- **EXERCISE**
Look through the entries below and count the lines with "current" in them; the reply is the number alone.

Stored items
━━━━━━━━━━

//! Idempotent writes of owned objects
//!
//! [`apply_dependent`] reads the current dependent, merges the desired state into it and only
//! writes when something actually differs, so a reconciler can call it on every pass without
//! generating store traffic once the world has converged.
use crate::error::{Classify, ErrorClass};
use steward_client::{Client, Error as ClientError};
use steward_core::{DynamicObject, OwnerReference, Resource, ResourceExt};
use thiserror::Error;
use tracing::debug;

/// Failures of [`apply_dependent`]
#[derive(Debug, Error)]
pub enum Error {
    /// A store call failed
    #[error("store request failed: {0}")]
    Client(#[from] ClientError),
    /// The owner has not been persisted yet
    #[error("owner {0} has no uid")]
    MissingOwnerUid(String),
    /// The dependent is already controlled by another owner
    #[error("{kind} {name} is controlled by {controller}")]
    NotOwned {
        /// Kind of the dependent
        kind: String,
        /// Name of the dependent
        name: String,
        /// Name of the controlling owner
        controller: String,
    },
}

impl Classify for Error {
    fn class(&self) -> ErrorClass {
        match self {
            Error::Client(err) => match err.class() {
                // only a vanished primary counts as done, a dependent vanishing mid-write is retried
                ErrorClass::NotFound => ErrorClass::Transient,
                class => class,
            },
            Error::MissingOwnerUid(_) | Error::NotOwned { .. } => ErrorClass::Permanent,
        }
    }
}

/// What [`apply_dependent`] had to do
#[derive(Clone, Debug, PartialEq)]
pub enum Applied {
    /// The dependent did not exist
    Created(DynamicObject),
    /// The dependent drifted and was rewritten
    Updated(DynamicObject),
    /// The dependent already matched, nothing was written
    Unchanged(DynamicObject),
}

impl Applied {
    /// The dependent as stored after the call
    #[must_use]
    pub fn object(&self) -> &DynamicObject {
        match self {
            Applied::Created(obj) | Applied::Updated(obj) | Applied::Unchanged(obj) => obj,
        }
    }

    /// Whether a write happened
    #[must_use]
    pub fn changed(&self) -> bool {
        !matches!(self, Applied::Unchanged(_))
    }
}

/// Make the stored dependent match `desired`, owned by `owner`
///
/// The dependent always carries a controller owner reference to `owner`. Labels and
/// annotations of `desired` are merged over the current ones, the spec is replaced. The
/// dependent lands in the namespace of `owner` unless `desired` names one.
///
/// # Errors
///
/// Fails with [`Error::NotOwned`] when another object controls the dependent, and passes
/// store failures through, including conflicts from racing writers.
#[tracing::instrument(skip_all, fields(owner = %owner.name_any(), dependent = %desired.name_any()))]
pub async fn apply_dependent(
    client: &dyn Client,
    owner: &DynamicObject,
    mut desired: DynamicObject,
) -> Result<Applied, Error> {
    let owner_ref = owner
        .controller_owner_ref()
        .ok_or_else(|| Error::MissingOwnerUid(owner.name_any()))?;
    if desired.metadata.namespace.is_none() {
        desired.metadata.namespace = owner.metadata.namespace.clone();
    }
    let name = desired.name_any();
    let current = client
        .get_opt(desired.kind(), desired.metadata.namespace.as_deref(), &name)
        .await?;
    let Some(current) = current else {
        stamp_owner(&mut desired.metadata.owner_references, owner_ref);
        let created = client.create(&desired).await?;
        debug!("created dependent");
        return Ok(Applied::Created(created));
    };

    if let Some(controller) = current.controller_ref() {
        if !controller.same_owner(&owner_ref) {
            return Err(Error::NotOwned {
                kind: current.kind().to_string(),
                name,
                controller: controller.name.clone(),
            });
        }
    }
    let mut next = current.clone();
    next.metadata.labels.extend(desired.metadata.labels);
    next.metadata.annotations.extend(desired.metadata.annotations);
    next.spec = desired.spec;
    stamp_owner(&mut next.metadata.owner_references, owner_ref);
    if next == current {
        return Ok(Applied::Unchanged(current));
    }
    let updated = client.replace(&next).await?;
    debug!("updated dependent");
    Ok(Applied::Updated(updated))
}

/// Insert `owner`, replacing an existing reference to the same owner in place
fn stamp_owner(owners: &mut Vec<OwnerReference>, owner: OwnerReference) {
    match owners.iter_mut().find(|existing| existing.same_owner(&owner)) {
        Some(existing) => *existing = owner,
        None => owners.push(owner),
    }
}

━━━━━━━━━━

- **OUTPUT FOR THIS TASK**
9